Das respektvoll freundliche Attribut „Grande Dame der Keramik“, mit dem Daniela Antonin als Direktorin Young-Jae Lee im Hetjens Museum begrüßte, sorgte bei dieser eher für Verlegenheit. Und eins noch vorweg: Sie verstehe sich nicht als Künstlerin, sondern als Töpferin und sei im Handwerk zuhause: „Bitte schreiben Sie das“. Sie legt Wert darauf, dass sie mit ihren Händen das Geschirr aus Tonerden auf der Töpferscheibe formt und mit einer von sechs verschiedenen Glasurfarben versieht. In der Keramischen Werkstatt Margaretenhöhe im UNESCO-Kulturerbe Zeche Zollverein Essen arbeiten sie und ihre Mitarbeiter:innen jedes Stück einzeln auf Serie. Die Keramiken verbinden die ostasiatische Tradition mit dem dienenden Gedanken und der geometrischen Formsprache des Bauhauses. Die makellose Einfachheit beruht auf der strengen und ausgewogenen Form, die etwas Zeitloses besitzt. Das Steinzeug als Material werde unterschätzt, sagt Young-Jae Lee. Es entstamme der Menschheitsgeschichte. Es wird bereits seit dem 11. Jahrhundert in China verwendet – mit Japan und Korea eines der großen Länder für Keramik.
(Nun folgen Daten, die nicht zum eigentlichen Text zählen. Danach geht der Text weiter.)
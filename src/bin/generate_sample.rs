use std::path::PathBuf;

use anyhow::{bail, Context, Result};
use clap::Parser;
use serde::Serialize;

/// Write a deterministic sample launch records CSV for the dashboard.
#[derive(Parser, Debug)]
#[command(about)]
struct Args {
    /// Output file
    #[arg(default_value = "spacex_launch_dash.csv")]
    output: PathBuf,

    /// Number of launches to generate
    #[arg(long, default_value = "56")]
    launches: usize,

    /// PRNG seed
    #[arg(long, default_value = "42")]
    seed: u64,
}

/// One CSV row, with the column names the dashboard expects plus the extra
/// columns of the published launch table.
#[derive(Debug, Serialize)]
struct LaunchRow {
    #[serde(rename = "Flight Number")]
    flight_number: usize,
    #[serde(rename = "Launch Site")]
    launch_site: &'static str,
    #[serde(rename = "Mission Outcome")]
    mission_outcome: &'static str,
    #[serde(rename = "class")]
    class: u8,
    #[serde(rename = "Payload Mass (kg)")]
    payload_mass_kg: f64,
    #[serde(rename = "Booster Version")]
    booster_version: String,
    #[serde(rename = "Booster Version Category")]
    booster_category: &'static str,
}

/// Booster generations in flight order: (category, landing success probability).
const BOOSTERS: [(&str, f64); 5] = [
    ("v1.0", 0.0),
    ("v1.1", 0.15),
    ("FT", 0.65),
    ("B4", 0.55),
    ("B5", 0.95),
];

/// Sites with a relative launch weight.
const SITES: [(&str, f64); 4] = [
    ("CCAFS LC-40", 0.45),
    ("VAFB SLC-4E", 0.18),
    ("KSC LC-39A", 0.24),
    ("CCAFS SLC-40", 0.13),
];

/// Minimal deterministic PRNG (xoshiro256**)
struct SimpleRng {
    state: [u64; 4],
}

impl SimpleRng {
    fn new(seed: u64) -> Self {
        let mut state = [0u64; 4];
        let mut x = seed;
        for slot in &mut state {
            x = x.wrapping_mul(6364136223846793005).wrapping_add(1);
            *slot = x;
        }
        SimpleRng { state }
    }

    fn next_u64(&mut self) -> u64 {
        let result = (self.state[1].wrapping_mul(5)).rotate_left(7).wrapping_mul(9);
        let t = self.state[1] << 17;
        self.state[2] ^= self.state[0];
        self.state[3] ^= self.state[1];
        self.state[1] ^= self.state[2];
        self.state[0] ^= self.state[3];
        self.state[2] ^= t;
        self.state[3] = self.state[3].rotate_left(45);
        result
    }

    /// Uniform in `[0, 1)`.
    fn next_f64(&mut self) -> f64 {
        (self.next_u64() >> 11) as f64 / (1u64 << 53) as f64
    }

    fn pick_weighted<T: Copy>(&mut self, choices: &[(T, f64)]) -> T {
        let total: f64 = choices.iter().map(|(_, w)| w).sum();
        let mut target = self.next_f64() * total;
        for &(choice, weight) in choices {
            if target < weight {
                return choice;
            }
            target -= weight;
        }
        choices[choices.len() - 1].0
    }
}

fn generate(args: &Args) -> Vec<LaunchRow> {
    let mut rng = SimpleRng::new(args.seed);

    (0..args.launches)
        .map(|i| {
            // Later flights use later booster generations and heavier payloads.
            let progress = i as f64 / args.launches.max(1) as f64;
            let generation = ((progress * BOOSTERS.len() as f64) as usize).min(BOOSTERS.len() - 1);
            let (category, success_rate) = BOOSTERS[generation];

            let launch_site = rng.pick_weighted(&SITES);
            let max_payload = 2000.0 + 8000.0 * progress;
            // Whole kilograms; the first demo flights carried no payload.
            let payload_mass_kg = if i < 2 { 0.0 } else { (rng.next_f64() * max_payload).round() };
            let class = u8::from(rng.next_f64() < success_rate);

            LaunchRow {
                flight_number: i + 1,
                launch_site,
                mission_outcome: "Success",
                class,
                payload_mass_kg,
                booster_version: format!("F9 {category} B{:04}", 1000 + i),
                booster_category: category,
            }
        })
        .collect()
}

/// Column names in file order; must match the `LaunchRow` serde renames.
const HEADER: [&str; 7] = [
    "Flight Number",
    "Launch Site",
    "Mission Outcome",
    "class",
    "Payload Mass (kg)",
    "Booster Version",
    "Booster Version Category",
];

/// Write the header explicitly, then the rows without serde's implicit header,
/// so the file always has a header line.
fn write_csv<W: std::io::Write>(sink: W, rows: &[LaunchRow]) -> Result<()> {
    let mut writer = csv::WriterBuilder::new().has_headers(false).from_writer(sink);
    writer.write_record(HEADER).context("writing CSV header")?;
    for row in rows {
        writer.serialize(row).context("writing launch row")?;
    }
    writer.flush().context("flushing CSV")?;
    Ok(())
}

fn main() -> Result<()> {
    let args = Args::parse();
    if args.launches == 0 {
        bail!("--launches must be at least 1: the dashboard rejects a file without launches");
    }
    let rows = generate(&args);

    let file = std::fs::File::create(&args.output)
        .with_context(|| format!("creating {}", args.output.display()))?;
    write_csv(file, &rows)?;

    println!("Wrote {} launches to {}", rows.len(), args.output.display());
    Ok(())
}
Young-Jae Lee wurde 1951 in Seoul geboren; sie hat Kunsterziehung studiert, ehe sie 1972 nach Deutschland übersiedelt ist und in Wiesbaden ein Keramikstudium absolviert hat. Sie erwähnt Heidelberg, wo sie an der Universität Kunstgeschichte belegt und 1978 ganz in der Nähe, in Sandhausen, eine Keramikwerkstatt eröffnet hat. 1986 wurde sie, zunächst gemeinsam mit Margarete Eggemann, zur Leiterin der Keramischen Werkstatt Margaretenhöhe berufen, die im Jahr darauf auf die Zeche Zollverein zog. Young-Jae Lee erwähnt die idyllische Zurückgezogenheit auf der stillgelegten Anlage, umgeben von der Natur mit dem Trompetenbaum, der sie und ihre Kolleg:innen zu Unikaten angeregt hat: „Wir hatten Lust, mithilfe der Blätter dieses Baumes alltagstaugliche Schalen zu machen“. Vor allem aber entstehen Geschirrserien, und damit wurde Young-Jae Lee weltweit mit Ausstellungen und Auszeichnungen geehrt; seit langem wird sie von der Galerie Greve vertreten.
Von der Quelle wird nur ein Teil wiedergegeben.